Fortunatamente non è andata così.
Fenomenologia di Charlie Brown
I protagonisti assoluti di “Snoopy & Friends” sono Charlie Brown ma soprattutto Snoopy e i suoi eclettici voli pindarici in groppa al tetto della fidata cuccia rossa. Sono le sue gag e le sue fantasie da scrittore canino in erba a popolare e meravigliare il pubblico – ugualmente composto di adulti e bambini – e intervallarsi in un contraltare continuo alle difficoltà che il suo padroncino deve affrontare nella vita quotidiano. Lo scopo apparente sembra essere quello di conquistare la Ragazzina dai Capelli Rossi ma c’è molto di più, sotto la superficie. C’è un Charlie Brown alla ricerca costante di se stesso, quella ricerca che è la tensione narrativa infinita e mai davvero esaurita delle strisce, una tensione che questa volta, in ossequio alle leggi narrative che vogliono un film conchiuso nei novanta minuti e rotti della sua proiezione, trova uno sfogo.
Charlie Brown, provando e riprovando, confrontandosi con amici sinceri come Linus e compagne arroganti e un po’ troppo brutali nella loro sincerità come Lucy, riscopre se stesso. Sfugge alla condanna dell’essere l’eterno perdente ma non per diventare un vincente, bensì per riuscire a guardarsi dentro con onestà e vedere cosa c’è davvero, sotto lo strato spesso di auto-commiserazione e incertezze che spesso lo blocca.

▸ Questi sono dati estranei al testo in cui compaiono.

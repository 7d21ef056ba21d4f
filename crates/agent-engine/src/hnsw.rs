//! HNSW engine implementation using usearch.
//!
//! Parameters tuned for quality over speed:
//! - M = 16 (connections per layer)
//! - ef_construction = 200 (build-time quality)
//! - ef_search = 100 (search-time quality)

use std::path::Path;

use tracing::{debug, info};
use usearch::{Index, IndexOptions, MetricKind, ScalarKind};

use crate::error::EngineError;
use crate::index::{check_batch, EngineFactory, IndexEngine, InternalId, MetricType, SearchHit};

/// File name of the usearch graph inside an index directory
pub const HNSW_INDEX_FILE_NAME: &str = "hnsw.usearch";

/// HNSW engine configuration
#[derive(Debug, Clone)]
pub struct HnswConfig {
    /// Vector dimension
    pub dimension: usize,
    /// Distance metric
    pub metric: MetricType,
    /// Number of connections per layer (M parameter)
    pub connectivity: usize,
    /// Build-time search depth (ef_construction)
    pub expansion_add: usize,
    /// Query-time search depth (ef_search)
    pub expansion_search: usize,
    /// Initial capacity (for pre-allocation)
    pub capacity: usize,
}

impl Default for HnswConfig {
    fn default() -> Self {
        Self {
            dimension: 384,
            metric: MetricType::L2,
            connectivity: 16,
            expansion_add: 200,
            expansion_search: 100,
            capacity: 10_000,
        }
    }
}

impl HnswConfig {
    pub fn new(dimension: usize) -> Self {
        Self {
            dimension,
            ..Default::default()
        }
    }

    pub fn with_metric(mut self, metric: MetricType) -> Self {
        self.metric = metric;
        self
    }

    pub fn with_connectivity(mut self, m: usize) -> Self {
        self.connectivity = m;
        self
    }

    pub fn with_expansion(mut self, ef_add: usize, ef_search: usize) -> Self {
        self.expansion_add = ef_add;
        self.expansion_search = ef_search;
        self
    }

    pub fn with_capacity(mut self, capacity: usize) -> Self {
        self.capacity = capacity;
        self
    }

    fn options(&self) -> IndexOptions {
        let metric = match self.metric {
            MetricType::L2 => MetricKind::L2sq,
            MetricType::InnerProduct => MetricKind::IP,
            MetricType::Cosine => MetricKind::Cos,
        };
        IndexOptions {
            dimensions: self.dimension,
            metric,
            quantization: ScalarKind::F32,
            connectivity: self.connectivity,
            expansion_add: self.expansion_add,
            expansion_search: self.expansion_search,
            multi: false, // Single vector per key
        }
    }
}

fn index_err(e: impl std::fmt::Display) -> EngineError {
    EngineError::Index(e.to_string())
}

fn path_str(path: &Path) -> Result<&str, EngineError> {
    path.to_str()
        .ok_or_else(|| EngineError::Index("Invalid path encoding".to_string()))
}

/// HNSW engine wrapper around usearch.
pub struct HnswEngine {
    index: Option<Index>,
    config: HnswConfig,
}

impl HnswEngine {
    /// Create an empty engine with capacity reserved.
    pub fn create(config: HnswConfig) -> Result<Self, EngineError> {
        let index = Index::new(&config.options()).map_err(index_err)?;
        index.reserve(config.capacity).map_err(index_err)?;
        info!(dim = config.dimension, "Created new HNSW index");
        Ok(Self {
            index: Some(index),
            config,
        })
    }

    /// Load an engine from `dir/hnsw.usearch`.
    pub fn load(config: HnswConfig, dir: &Path) -> Result<Self, EngineError> {
        let index_file = dir.join(HNSW_INDEX_FILE_NAME);
        if !index_file.exists() {
            return Err(EngineError::FileNotFound(index_file.display().to_string()));
        }

        let index = Index::new(&config.options()).map_err(index_err)?;
        index
            .load(path_str(&index_file)?)
            .map_err(|e| EngineError::Index(format!("Failed to load: {}", e)))?;
        if index.dimensions() != config.dimension {
            return Err(EngineError::DimensionMismatch {
                expected: config.dimension,
                actual: index.dimensions(),
            });
        }
        let reserve = config.capacity.max(index.size() * 2);
        index.reserve(reserve).map_err(index_err)?;

        info!(path = ?index_file, vectors = index.size(), "Opened existing HNSW index");
        Ok(Self {
            index: Some(index),
            config,
        })
    }

    fn index(&self) -> Result<&Index, EngineError> {
        self.index.as_ref().ok_or(EngineError::Closed)
    }

    fn ensure_capacity(&self, additional: usize) -> Result<(), EngineError> {
        let index = self.index()?;
        let needed = index.size() + additional;
        if needed > index.capacity() {
            let grown = needed.max(index.capacity() * 2);
            index.reserve(grown).map_err(index_err)?;
            debug!(capacity = grown, "Grew HNSW capacity");
        }
        Ok(())
    }
}

impl IndexEngine for HnswEngine {
    fn dimension(&self) -> usize {
        self.config.dimension
    }

    fn len(&self) -> usize {
        self.index.as_ref().map(|i| i.size()).unwrap_or(0)
    }

    fn is_trained(&self) -> bool {
        true
    }

    fn train(&mut self, count: usize, vectors: &[f32]) -> Result<(), EngineError> {
        self.index()?;
        check_batch(self.config.dimension, count, vectors)
    }

    fn add(
        &mut self,
        count: usize,
        vectors: &[f32],
        ids: &[InternalId],
    ) -> Result<usize, EngineError> {
        check_batch(self.config.dimension, count, vectors)?;
        if ids.len() != count {
            return Err(EngineError::InvalidBatch {
                count,
                values: ids.len(),
            });
        }
        self.ensure_capacity(count)?;

        let index = self.index()?;
        for (id, vector) in ids.iter().zip(vectors.chunks_exact(self.config.dimension)) {
            let key = u64::from(*id);
            if index.contains(key) {
                index.remove(key).map_err(index_err)?;
            }
            index.add(key, vector).map_err(index_err)?;
        }

        debug!(added = count, total = index.size(), "Added vectors");
        Ok(index.size())
    }

    fn remove(&mut self, count: usize, ids: &[InternalId]) -> Result<usize, EngineError> {
        let index = self.index()?;
        for id in ids.iter().take(count) {
            index.remove(u64::from(*id)).map_err(index_err)?;
        }
        Ok(index.size())
    }

    fn search(&self, k: usize, nq: usize, queries: &[f32]) -> Result<Vec<SearchHit>, EngineError> {
        check_batch(self.config.dimension, nq, queries)?;
        let index = self.index()?;

        let mut hits = Vec::with_capacity(nq * k);
        for query in queries.chunks_exact(self.config.dimension) {
            let results = index.search(query, k).map_err(index_err)?;
            for (key, distance) in results.keys.iter().zip(results.distances.iter()) {
                match InternalId::try_from(*key) {
                    Ok(id) => hits.push(SearchHit::new(id, *distance)),
                    Err(_) => hits.push(SearchHit::failed(format!("key {} out of range", key))),
                }
            }
        }

        debug!(k = k, nq = nq, found = hits.len(), "Search complete");
        Ok(hits)
    }

    fn save_index_with_path(&self, path: &Path) -> Result<(), EngineError> {
        let index = self.index()?;
        std::fs::create_dir_all(path)?;
        let index_file = path.join(HNSW_INDEX_FILE_NAME);
        index
            .save(path_str(&index_file)?)
            .map_err(|e| EngineError::Index(format!("Failed to save: {}", e)))?;

        info!(path = ?index_file, vectors = index.size(), "Saved HNSW index");
        Ok(())
    }

    fn close(&mut self) {
        self.index = None;
    }
}

/// Factory for [`HnswEngine`].
#[derive(Debug, Clone)]
pub struct HnswEngineFactory {
    config: HnswConfig,
}

impl HnswEngineFactory {
    pub fn new(config: HnswConfig) -> Self {
        Self { config }
    }
}

impl EngineFactory for HnswEngineFactory {
    fn name(&self) -> &'static str {
        "hnsw"
    }

    fn create(&self, _path: Option<&Path>) -> Result<Box<dyn IndexEngine>, EngineError> {
        Ok(Box::new(HnswEngine::create(self.config.clone())?))
    }

    fn load(&self, path: &Path) -> Result<Box<dyn IndexEngine>, EngineError> {
        Ok(Box::new(HnswEngine::load(self.config.clone(), path)?))
    }
}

Quando l’adattamento conserva lo spirito della storia
Steve Martino, regista di “L’era Glaciale 4”, ha raccontato di come per questo film si sia avvalso di una collaborazione costante con Craig Schulz, figlio di Charles, e con la vedova del fumettista, che gli ha aperto le porte dello Schulz Museum e gli ha fornito tutto il materiale e i racconti di vita vissuta necessari a inquadrare al meglio tutti i personaggi dei “Peanuts”.
Lo sforzo, a detta dello stesso regista, è stato intenso e il percorso costellato di difficoltà, tanto che il lavoro di realizzazione è durato tre anni. Il risultato ripaga ampiamente le aspettative. Martino e Feig, sceneggiatore del film, sono riusciti a mescolare situazioni riprese dal fumetto, per raccontare le avventure di cui erano protagonisti Charlie Brown e Snoopy, e organizzarle in una trama organica, con uno sviluppo preciso.
Se è vero che parte dello spirito fatalista e filosofico del fumetto si è sfumato, è altrettanto vero che ai personaggi è stata data una dimensione più dinamica, che li ha portati a crescere ed evolversi nel corso della storia, come non poteva accadere nelle strisce settimanali, condannate all’inconsumabilità che questo tipo di fumetto richiede, per sopravvivere nonostante lo scorrere del tempo. Un film per bambini? Forse, ma a giudicare dalle risate in sala, è riuscito a toccare a fondo anche il cuore degli adulti.